Red Chaos by Ed Fuller & Gary Grossman: 5*****

A  few years ago I read the book “One Second After” and felt it was one of the most important political books I read, even though it was couched as a action/adventure book. Friends, today I say the exact same thing about “Red Chaos”, which is terribly important for all of us to read for so many different reasons.

            Authors Ed Fuller & Gary Grossman have written a book the leaps out at us and reads as if it was plucked from today’s headlines or from foreign policy journals or thinktanks. But the information is straight forward and extremely easy for us to make our own assessment of the geopolitical situation.
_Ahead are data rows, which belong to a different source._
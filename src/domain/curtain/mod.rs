// SPDX-License-Identifier: MPL-2.0
//! Pull-to-reveal curtain interaction.
//!
//! A preview panel sits above a scrollable grid. Dragging the grid up past
//! the panel's bottom edge slides the panel away (Opening, then Opened on
//! release); pulling the grid down past its top brings it back (Closing,
//! then Closed). While the panel
//! moves the grid is frozen through an explicit scroll override so that one
//! physical motion never drives both.
//!
//! Everything here is pure: inputs are numbers, outputs are values. The
//! animation of rest-state snaps lives in the UI layer.

mod geometry;
mod machine;
mod session;
mod state;

pub use geometry::{Geometry, GeometryError};
pub use machine::{CurtainMachine, CurtainOutput};
pub use session::DragSession;
pub use state::CurtainState;
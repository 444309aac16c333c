// SPDX-License-Identifier: MPL-2.0
//! Pan state management
//!
//! Handles grab-and-drag interaction state for scrolling the thumbnail grid
//! vertically.

use iced::Point;

/// Manages grab-and-drag state of the grid.
#[derive(Debug, Clone, Default)]
pub struct PanState {
    /// Whether a drag operation is currently active
    pub is_dragging: bool,

    /// Position where the drag started (or was last rebased)
    pub start_position: Option<Point>,

    /// Grid scroll offset when the drag started
    pub start_offset: Option<f32>,

    /// Largest distance the pointer travelled from the press position
    travelled: f32,
    press_position: Option<Point>,
}

impl PanState {
    /// Starts a drag operation
    pub fn start(&mut self, position: Point, offset_y: f32) {
        self.is_dragging = true;
        self.start_position = Some(position);
        self.start_offset = Some(offset_y);
        self.press_position = Some(position);
        self.travelled = 0.0;
    }

    /// Restarts the delta computation from `position` without forgetting how
    /// far the pointer already travelled.
    pub fn rebase(&mut self, position: Point, offset_y: f32) {
        if self.is_dragging {
            self.start_position = Some(position);
            self.start_offset = Some(offset_y);
        }
    }

    /// Stops the drag operation. The travelled distance is kept until the
    /// next press.
    pub fn stop(&mut self) {
        self.is_dragging = false;
        self.start_position = None;
        self.start_offset = None;
        self.press_position = None;
    }

    /// Marks the current press as one that can never count as a click.
    pub fn forfeit_click(&mut self) {
        if !self.is_dragging {
            self.travelled = f32::INFINITY;
        }
    }

    /// Records pointer travel, used to tell a click from a drag.
    pub fn record(&mut self, position: Point) {
        if let Some(press) = self.press_position {
            self.travelled = self.travelled.max(press.distance(position));
        }
    }

    /// Returns whether the pointer moved further than `slop` since the press.
    #[must_use]
    pub fn exceeded(&self, slop: f32) -> bool {
        self.travelled > slop
    }

    /// Offset the grid would scroll to for the cursor at `current_position`.
    ///
    /// The value is not clamped: dragging down past the top of the grid
    /// yields a negative offset.
    #[must_use]
    pub fn proposed_offset(&self, current_position: Point) -> Option<f32> {
        if !self.is_dragging {
            return None;
        }

        let start_pos = self.start_position?;
        let start_offset = self.start_offset?;

        // Moving the cursor up scrolls content down
        Some(start_offset - (current_position.y - start_pos.y))
    }
}

/// Scroll limits of the grid's scrollable, as last reported by the widget.
#[derive(Debug, Clone, Copy, Default, PartialEq)]
pub struct GridViewport {
    pub offset_y: f32,
    pub viewport_height: f32,
    pub content_height: f32,
}

impl GridViewport {
    /// Largest valid scroll offset.
    #[must_use]
    pub fn max_offset(&self) -> f32 {
        (self.content_height - self.viewport_height).max(0.0)
    }

    #[must_use]
    pub fn clamp(&self, offset_y: f32) -> f32 {
        offset_y.clamp(0.0, self.max_offset())
    }

    /// Relative position of `offset_y`, as expected by scroll operations.
    #[must_use]
    pub fn relative(&self, offset_y: f32) -> f32 {
        let max = self.max_offset();
        if max > 0.0 {
            self.clamp(offset_y) / max
        } else {
            0.0
        }
    }
}
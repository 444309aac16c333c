// SPDX-License-Identifier: MPL-2.0
//! Memory-bounded ring buffer for diagnostics events.
//!
//! The oldest entry is evicted once capacity is reached, so a long session
//! never grows the event log past its configured size.

use std::collections::VecDeque;

pub use crate::domain::ui::BufferCapacity;

/// A generic circular buffer with fixed capacity.
///
/// Elements are stored in chronological order (oldest first).
///
/// # Example
///
/// ```
/// use curtain_picker::diagnostics::{BufferCapacity, CircularBuffer};
///
/// let mut buffer: CircularBuffer<&str> = CircularBuffer::new(BufferCapacity::default());
/// buffer.push("began");
/// buffer.push("ended");
/// assert_eq!(buffer.len(), 2);
/// assert_eq!(buffer.latest(), Some(&"ended"));
/// ```
#[derive(Debug, Clone)]
pub struct CircularBuffer<T> {
    data: VecDeque<T>,
    capacity: usize,
}

impl<T> CircularBuffer<T> {
    #[must_use]
    pub fn new(capacity: BufferCapacity) -> Self {
        Self::with_raw_capacity(capacity.value())
    }

    /// Creates a buffer with an unvalidated capacity (at least one slot).
    ///
    /// Meant for tests that need tiny buffers.
    #[must_use]
    pub fn with_raw_capacity(capacity: usize) -> Self {
        let capacity = capacity.max(1);
        Self {
            data: VecDeque::with_capacity(capacity),
            capacity,
        }
    }

    /// Appends an element, evicting the oldest when full.
    pub fn push(&mut self, item: T) {
        if self.data.len() >= self.capacity {
            self.data.pop_front();
        }
        self.data.push_back(item);
    }

    pub fn iter(&self) -> impl Iterator<Item = &T> {
        self.data.iter()
    }

    /// Most recently pushed element.
    #[must_use]
    pub fn latest(&self) -> Option<&T> {
        self.data.back()
    }

    #[must_use]
    pub fn len(&self) -> usize {
        self.data.len()
    }

    #[must_use]
    pub fn is_empty(&self) -> bool {
        self.data.is_empty()
    }

    #[must_use]
    pub fn capacity(&self) -> usize {
        self.capacity
    }

    pub fn clear(&mut self) {
        self.data.clear();
    }
}

#[cfg(test)]
mod tests {
    use super::*;

    #[test]
    fn keeps_chronological_order() {
        let mut buffer = CircularBuffer::with_raw_capacity(4);
        for value in [10, 20, 30] {
            buffer.push(value);
        }
        let items: Vec<_> = buffer.iter().copied().collect();
        assert_eq!(items, vec![10, 20, 30]);
        assert_eq!(buffer.latest(), Some(&30));
    }

    #[test]
    fn overflow_evicts_oldest() {
        let mut buffer = CircularBuffer::with_raw_capacity(3);
        for value in 1..=5 {
            buffer.push(value);
        }
        let items: Vec<_> = buffer.iter().copied().collect();
        assert_eq!(items, vec![3, 4, 5]);
        assert_eq!(buffer.len(), 3);
    }

    #[test]
    fn zero_raw_capacity_keeps_one_slot() {
        let mut buffer = CircularBuffer::with_raw_capacity(0);
        assert_eq!(buffer.capacity(), 1);
        buffer.push('a');
        buffer.push('b');
        assert_eq!(buffer.latest(), Some(&'b'));
        assert_eq!(buffer.len(), 1);
    }

    #[test]
    fn validated_capacity_is_respected() {
        let buffer: CircularBuffer<u8> = CircularBuffer::new(BufferCapacity::new(250));
        assert_eq!(buffer.capacity(), 250);
        assert!(buffer.is_empty());
    }

    #[test]
    fn clear_empties_buffer() {
        let mut buffer = CircularBuffer::with_raw_capacity(2);
        buffer.push(1);
        buffer.clear();
        assert!(buffer.is_empty());
        assert_eq!(buffer.latest(), None);
    }
}
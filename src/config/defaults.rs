// SPDX-License-Identifier: MPL-2.0
//! Centralized default values for all configuration constants.
//!
//! This module serves as the single source of truth for default values
//! used across the application. The validated newtypes in
//! [`crate::domain::ui`] carry the same bounds; tests keep the two in sync.
//!
//! # Categories
//!
//! - **Curtain**: Top inset and settle animation length
//! - **Grid**: Thumbnail columns
//! - **Diagnostics**: Event buffer size

// ==========================================================================
// Curtain Defaults
// ==========================================================================

/// Panel strip left visible when the curtain is opened (logical pixels).
pub const DEFAULT_TOP_INSET: f32 = 30.0;

/// Minimum top inset.
pub const MIN_TOP_INSET: f32 = 0.0;

/// Maximum top inset.
pub const MAX_TOP_INSET: f32 = 200.0;

/// Default settle animation length in milliseconds.
pub const DEFAULT_SETTLE_DURATION_MS: u64 = 200;

/// Minimum settle duration (instant snap).
pub const MIN_SETTLE_DURATION_MS: u64 = 0;

/// Maximum settle duration.
pub const MAX_SETTLE_DURATION_MS: u64 = 1000;

// ==========================================================================
// Grid Defaults
// ==========================================================================

/// Thumbnails per grid row.
pub const DEFAULT_GRID_COLUMNS: u8 = 2;

pub const MIN_GRID_COLUMNS: u8 = 1;

pub const MAX_GRID_COLUMNS: u8 = 8;

/// Pointer travel (logical pixels) above which a press no longer counts as a click.
pub const CLICK_SLOP: f32 = 10.0;

// ==========================================================================
// Diagnostics Defaults
// ==========================================================================

/// Default number of diagnostics events kept in memory.
pub const DEFAULT_DIAGNOSTICS_BUFFER_CAPACITY: usize = 1000;

pub const MIN_DIAGNOSTICS_BUFFER_CAPACITY: usize = 100;

pub const MAX_DIAGNOSTICS_BUFFER_CAPACITY: usize = 10000;

// ==========================================================================
// Compile-time Validation
// ==========================================================================

const _: () = {
    // Curtain validation
    assert!(MIN_TOP_INSET >= 0.0);
    assert!(MAX_TOP_INSET > MIN_TOP_INSET);
    assert!(DEFAULT_TOP_INSET >= MIN_TOP_INSET);
    assert!(DEFAULT_TOP_INSET <= MAX_TOP_INSET);

    assert!(MAX_SETTLE_DURATION_MS > MIN_SETTLE_DURATION_MS);
    assert!(DEFAULT_SETTLE_DURATION_MS >= MIN_SETTLE_DURATION_MS);
    assert!(DEFAULT_SETTLE_DURATION_MS <= MAX_SETTLE_DURATION_MS);

    // Grid validation
    assert!(MIN_GRID_COLUMNS > 0);
    assert!(MAX_GRID_COLUMNS >= MIN_GRID_COLUMNS);
    assert!(DEFAULT_GRID_COLUMNS >= MIN_GRID_COLUMNS);
    assert!(DEFAULT_GRID_COLUMNS <= MAX_GRID_COLUMNS);
    assert!(CLICK_SLOP > 0.0);

    // Diagnostics validation
    assert!(MIN_DIAGNOSTICS_BUFFER_CAPACITY > 0);
    assert!(MAX_DIAGNOSTICS_BUFFER_CAPACITY >= MIN_DIAGNOSTICS_BUFFER_CAPACITY);
    assert!(DEFAULT_DIAGNOSTICS_BUFFER_CAPACITY >= MIN_DIAGNOSTICS_BUFFER_CAPACITY);
    assert!(DEFAULT_DIAGNOSTICS_BUFFER_CAPACITY <= MAX_DIAGNOSTICS_BUFFER_CAPACITY);
};

#[cfg(test)]
mod tests {
    use super::*;
    use crate::domain::ui::newtypes::{
        buffer_capacity_bounds, grid_columns_bounds, settle_duration_bounds, top_inset_bounds,
    };
    use crate::test_utils::assert_abs_diff_eq;

    #[test]
    fn curtain_defaults_match_newtype_bounds() {
        assert_abs_diff_eq!(DEFAULT_TOP_INSET, top_inset_bounds::DEFAULT);
        assert_abs_diff_eq!(MIN_TOP_INSET, top_inset_bounds::MIN);
        assert_abs_diff_eq!(MAX_TOP_INSET, top_inset_bounds::MAX);
        assert_eq!(DEFAULT_SETTLE_DURATION_MS, settle_duration_bounds::DEFAULT_MS);
        assert_eq!(MIN_SETTLE_DURATION_MS, settle_duration_bounds::MIN_MS);
        assert_eq!(MAX_SETTLE_DURATION_MS, settle_duration_bounds::MAX_MS);
    }

    #[test]
    fn grid_and_diagnostics_defaults_match_newtype_bounds() {
        assert_eq!(DEFAULT_GRID_COLUMNS, grid_columns_bounds::DEFAULT);
        assert_eq!(MIN_GRID_COLUMNS, grid_columns_bounds::MIN);
        assert_eq!(MAX_GRID_COLUMNS, grid_columns_bounds::MAX);
        assert_eq!(
            DEFAULT_DIAGNOSTICS_BUFFER_CAPACITY,
            buffer_capacity_bounds::DEFAULT
        );
        assert_eq!(MIN_DIAGNOSTICS_BUFFER_CAPACITY, buffer_capacity_bounds::MIN);
        assert_eq!(MAX_DIAGNOSTICS_BUFFER_CAPACITY, buffer_capacity_bounds::MAX);
    }
}
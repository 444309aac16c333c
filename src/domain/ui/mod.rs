// SPDX-License-Identifier: MPL-2.0
//! UI domain types.
//!
//! Value objects for picker settings, independent of any presentation
//! framework.

pub mod newtypes;

pub use newtypes::{BufferCapacity, GridColumns, SettleDuration, TopInset};
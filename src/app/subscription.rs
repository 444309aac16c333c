// SPDX-License-Identifier: MPL-2.0
//! Event subscriptions for the application.
//!
//! Routes native events (mouse, touch, keyboard, window) to the picker and
//! drives the periodic ticks of notifications and the panel animation.

use super::Message;
use crate::ui::picker;
use iced::{event, time, Subscription};
use std::time::Duration;

/// Interval of the panel settle animation (about 60 fps).
const FRAME_INTERVAL: Duration = Duration::from_millis(16);

/// Creates the event subscription feeding the picker.
///
/// Pointer and touch events are forwarded even when a widget captured them:
/// thumbnails capture presses, but the curtain still needs the whole gesture.
/// Wheel scrolling is left to the grid's scrollable.
pub fn create_event_subscription() -> Subscription<Message> {
    event::listen_with(|event, status, window_id| {
        // Handle window close request for cleanup
        if let event::Event::Window(iced::window::Event::CloseRequested) = &event {
            return Some(Message::WindowCloseRequested(window_id));
        }

        let forward = match &event {
            event::Event::Mouse(iced::mouse::Event::WheelScrolled { .. }) => false,
            event::Event::Mouse(_) | event::Event::Touch(_) => true,
            event::Event::Window(
                iced::window::Event::Resized(_) | iced::window::Event::Opened { .. },
            ) => true,
            event::Event::Keyboard(_) => status == event::Status::Ignored,
            _ => false,
        };

        forward.then(|| {
            Message::Picker(picker::Message::RawEvent {
                window: window_id,
                event,
            })
        })
    })
}

/// Creates a periodic tick subscription for notification auto-dismiss.
pub fn create_tick_subscription(has_notifications: bool) -> Subscription<Message> {
    if has_notifications {
        time::every(Duration::from_millis(100)).map(Message::Tick)
    } else {
        Subscription::none()
    }
}

/// Creates the frame subscription while the panel settles.
pub fn create_frame_subscription(is_animating: bool) -> Subscription<Message> {
    if is_animating {
        time::every(FRAME_INTERVAL)
            .map(picker::Message::Frame)
            .map(Message::Picker)
    } else {
        Subscription::none()
    }
}
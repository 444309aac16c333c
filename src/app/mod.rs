// SPDX-License-Identifier: MPL-2.0
//! Application root state and orchestration.
//!
//! The `App` struct wires the picker to localization, notifications and
//! diagnostics, and translates picker effects into those side channels.

mod message;
pub mod paths;
mod subscription;
mod update;
mod view;

pub use message::{Flags, Message};

use crate::config;
use crate::diagnostics::DiagnosticsCollector;
use crate::error::Error;
use crate::i18n::fluent::I18n;
use crate::ui::notifications::{self, Notification};
use crate::ui::picker;
use iced::{window, Element, Subscription, Task, Theme};
use std::fmt;

/// Root Iced application state.
pub struct App {
    pub i18n: I18n,
    picker: picker::State,
    /// Toast notification manager for user feedback.
    notifications: notifications::Manager,
    diagnostics: DiagnosticsCollector,
    /// Whether the diagnostics report is printed on close.
    print_diagnostics: bool,
}

impl fmt::Debug for App {
    fn fmt(&self, f: &mut fmt::Formatter<'_>) -> fmt::Result {
        f.debug_struct("App")
            .field("curtain", &self.picker.curtain_state())
            .field("notifications", &self.notifications.visible_count())
            .finish()
    }
}

// Portrait window: the panel is as tall as the window is wide.
pub const WINDOW_DEFAULT_HEIGHT: u32 = 760;
pub const WINDOW_DEFAULT_WIDTH: u32 = 420;
pub const MIN_WINDOW_HEIGHT: u32 = 480;
pub const MIN_WINDOW_WIDTH: u32 = 320;

/// Builds the window settings
pub fn window_settings() -> window::Settings {
    window::Settings {
        size: iced::Size::new(WINDOW_DEFAULT_WIDTH as f32, WINDOW_DEFAULT_HEIGHT as f32),
        min_size: Some(iced::Size::new(
            MIN_WINDOW_WIDTH as f32,
            MIN_WINDOW_HEIGHT as f32,
        )),
        exit_on_close_request: false,
        ..window::Settings::default()
    }
}

/// Entry point used by `main.rs` to launch the Iced application loop.
pub fn run(flags: Flags) -> iced::Result {
    use std::cell::RefCell;

    // iced 0.14 requires the boot function to be `Fn`; flags are consumed once
    let boot_state = RefCell::new(Some(flags));
    let boot = move || {
        let flags = boot_state.borrow_mut().take().unwrap_or_default();
        App::new(flags)
    };

    iced::application(boot, App::update, App::view)
        .title(App::title)
        .theme(App::theme)
        .window(window_settings())
        .subscription(App::subscription)
        .run()
}

impl App {
    /// Loads configuration and localization, then starts the library scan.
    fn new(flags: Flags) -> (Self, Task<Message>) {
        let (config, config_warning) = config::load_with_override(flags.config_dir.clone());
        let i18n = I18n::new(flags.lang.clone(), &config);

        let directory = flags
            .directory
            .clone()
            .unwrap_or_else(crate::app::paths::default_library_dir);
        tracing::info!(directory = %directory.display(), locale = %i18n.current_locale(), "starting picker");

        let (picker, task) = picker::State::new(picker::StateConfig {
            top_inset: config.top_inset(),
            settle_duration: config.settle_duration(),
            columns: config.grid_columns(),
            sort_order: config.sort_order(),
            directory,
            initial_width: WINDOW_DEFAULT_WIDTH as f32,
        });

        let mut app = App {
            i18n,
            picker,
            notifications: notifications::Manager::new(),
            diagnostics: DiagnosticsCollector::default(),
            print_diagnostics: flags.diagnostics,
        };

        // Show warnings for config loading issues
        if let Some(key) = config_warning {
            app.notifications
                .push_logged(Notification::warning(key), &mut app.diagnostics);
        }
        if let Some(err) = app.picker.geometry_error() {
            let err = Error::from(err);
            tracing::warn!(error = %err, "curtain layout rejected, running clamped");
            app.notifications
                .push_logged(Notification::warning(err.i18n_key()), &mut app.diagnostics);
        }

        (app, task.map(Message::Picker))
    }

    fn title(&self) -> String {
        let app_name = self.i18n.tr("window-title");

        match self.picker.selected_asset() {
            Some(asset) if !asset.file_name().is_empty() => {
                format!("{} - {app_name}", asset.file_name())
            }
            _ => app_name,
        }
    }

    fn theme(&self) -> Theme {
        Theme::Dark
    }

    fn subscription(&self) -> Subscription<Message> {
        let event_sub = subscription::create_event_subscription();
        let tick_sub =
            subscription::create_tick_subscription(self.notifications.has_notifications());
        let frame_sub = subscription::create_frame_subscription(self.picker.is_animating());

        Subscription::batch([event_sub, tick_sub, frame_sub])
    }

    fn update(&mut self, message: Message) -> Task<Message> {
        let mut ctx = update::UpdateContext {
            picker: &mut self.picker,
            notifications: &mut self.notifications,
            diagnostics: &mut self.diagnostics,
            print_diagnostics: self.print_diagnostics,
        };

        match message {
            Message::Picker(picker_message) => {
                update::handle_picker_message(&mut ctx, picker_message)
            }
            Message::Notification(notification_message) => {
                ctx.notifications.handle_message(&notification_message);
                Task::none()
            }
            Message::Tick(now) => {
                ctx.notifications.tick(now);
                Task::none()
            }
            Message::WindowCloseRequested(window_id) => {
                update::handle_close_request(&mut ctx, window_id)
            }
        }
    }

    fn view(&self) -> Element<'_, Message> {
        view::view(view::ViewContext {
            i18n: &self.i18n,
            picker: &self.picker,
            notifications: &self.notifications,
        })
    }
}

#[cfg(test)]
mod tests {
    use super::*;
    use std::fs;
    use tempfile::tempdir;

    fn flags_with_config(contents: &str) -> (tempfile::TempDir, Flags) {
        let temp_dir = tempdir().expect("failed to create temp dir");
        fs::write(temp_dir.path().join("settings.toml"), contents).expect("failed to write config");
        let flags = Flags {
            lang: Some("en-US".to_string()),
            directory: Some(temp_dir.path().to_path_buf()),
            config_dir: Some(temp_dir.path().to_path_buf()),
            diagnostics: false,
        };
        (temp_dir, flags)
    }

    #[test]
    fn broken_config_is_reported_as_warning() {
        let (_dir, flags) = flags_with_config("this is not = = toml");
        let (app, _task) = App::new(flags);

        let keys: Vec<_> = app
            .notifications
            .visible()
            .map(|n| n.message_key().to_string())
            .collect();
        assert_eq!(keys, vec!["notification-config-load-error".to_string()]);
        assert_eq!(app.diagnostics.len(), 1);
    }

    #[test]
    fn valid_config_starts_quietly() {
        let (_dir, flags) = flags_with_config("[curtain]\ntop_inset = 40.0\n");
        let (app, _task) = App::new(flags);

        assert!(!app.notifications.has_notifications());
        assert_eq!(app.picker.geometry().top_inset(), 40.0);
        assert_eq!(app.title(), "Curtain Picker");
    }

    #[test]
    fn close_request_without_diagnostics_flag_still_closes() {
        let (_dir, flags) = flags_with_config("");
        let (mut app, _task) = App::new(flags);
        let _task = app.update(Message::WindowCloseRequested(window::Id::unique()));
        assert!(app.diagnostics.is_empty());
    }
}
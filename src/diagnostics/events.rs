// SPDX-License-Identifier: MPL-2.0
//! Diagnostic event types.
//!
//! Events capture what the picker did during a session: gestures, curtain
//! transitions, library scans and user-facing warnings.

use std::time::Instant;

use serde::Serialize;

use crate::domain::curtain::CurtainState;

/// A timestamped diagnostic event.
#[derive(Debug, Clone)]
pub struct DiagnosticEvent {
    /// When the event occurred (monotonic clock for duration calculations)
    pub timestamp: Instant,
    pub kind: DiagnosticEventKind,
}

impl DiagnosticEvent {
    /// Creates a new diagnostic event with the current timestamp.
    #[must_use]
    pub fn new(kind: DiagnosticEventKind) -> Self {
        Self::with_timestamp(kind, Instant::now())
    }

    #[must_use]
    pub fn with_timestamp(kind: DiagnosticEventKind, timestamp: Instant) -> Self {
        Self { timestamp, kind }
    }
}

/// The type and associated data for a diagnostic event.
#[derive(Debug, Clone, Serialize, PartialEq)]
#[serde(tag = "type", rename_all = "snake_case")]
pub enum DiagnosticEventKind {
    /// A press or touch started a drag session.
    GestureBegan {
        /// Grid scroll offset captured as the session anchor.
        scroll_offset: f32,
    },

    /// The curtain moved to a different state.
    StateChanged {
        from: &'static str,
        to: &'static str,
    },

    /// The drag session was released or cancelled.
    GestureEnded {
        /// State the curtain settled into.
        settled: &'static str,
        cancelled: bool,
    },

    /// The asset library finished scanning.
    LibraryScanned { count: usize },

    /// A warning was shown to the user.
    Warning {
        /// i18n key of the warning.
        key: String,
    },
}

impl DiagnosticEventKind {
    /// Builds a transition event from two curtain states.
    #[must_use]
    pub fn state_changed(from: CurtainState, to: CurtainState) -> Self {
        Self::StateChanged {
            from: from.name(),
            to: to.name(),
        }
    }

    /// Stable snake_case name of the variant, used for summary counts.
    #[must_use]
    pub fn type_name(&self) -> &'static str {
        match self {
            Self::GestureBegan { .. } => "gesture_began",
            Self::StateChanged { .. } => "state_changed",
            Self::GestureEnded { .. } => "gesture_ended",
            Self::LibraryScanned { .. } => "library_scanned",
            Self::Warning { .. } => "warning",
        }
    }
}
            This is the 3rd book of the Red Hotel series that follows Dan Reilly who is the Global Security head of a major international hotel chain. As such he has terrorism training, and also has the unpleasant task of trying to figure out why leading oil industry leaders are being assassinated at his chains hotels throughout the world. This sets us the mystery/thriller plot but the bigger focus, at least for we the reader, is what is going on in the world and who is behind these attacks and more.

            Early on we see a Vladimir Putin clone who is the President of Russia, as well as a bumbling US President who is completely conned by his Russian counterpart. Why? An oil tanker is sunk in the Suez Canal that will block the canal to ships and commerce for months, another bombing in the Straits of Hormuz and yet another attack, this time at the Panama Canal. There are also submarine exercises being conducted by Russia and Iran near US waters, and everything has to be directed by one leader and one country.

            Add to this the politics of oil, as well as climate change opening the Northern Sea Route in the Arctic and  you have a geopolitical situation that not only confronts Dan Reilly, and the US government, but we the reader begin to understand all the behind the scenes intrigue that America faces on a constant basis.

            As both a political thriller and an easy tutorial on oil policy and its geopolitical implications this book does both, and along the way we can get a better grasp as to the issues faced both by multinational private industries, as well as our own political leaders. It is a wakeup call because nothing in this book is beyond the realm of the possible and probable. Please take time to read this important book!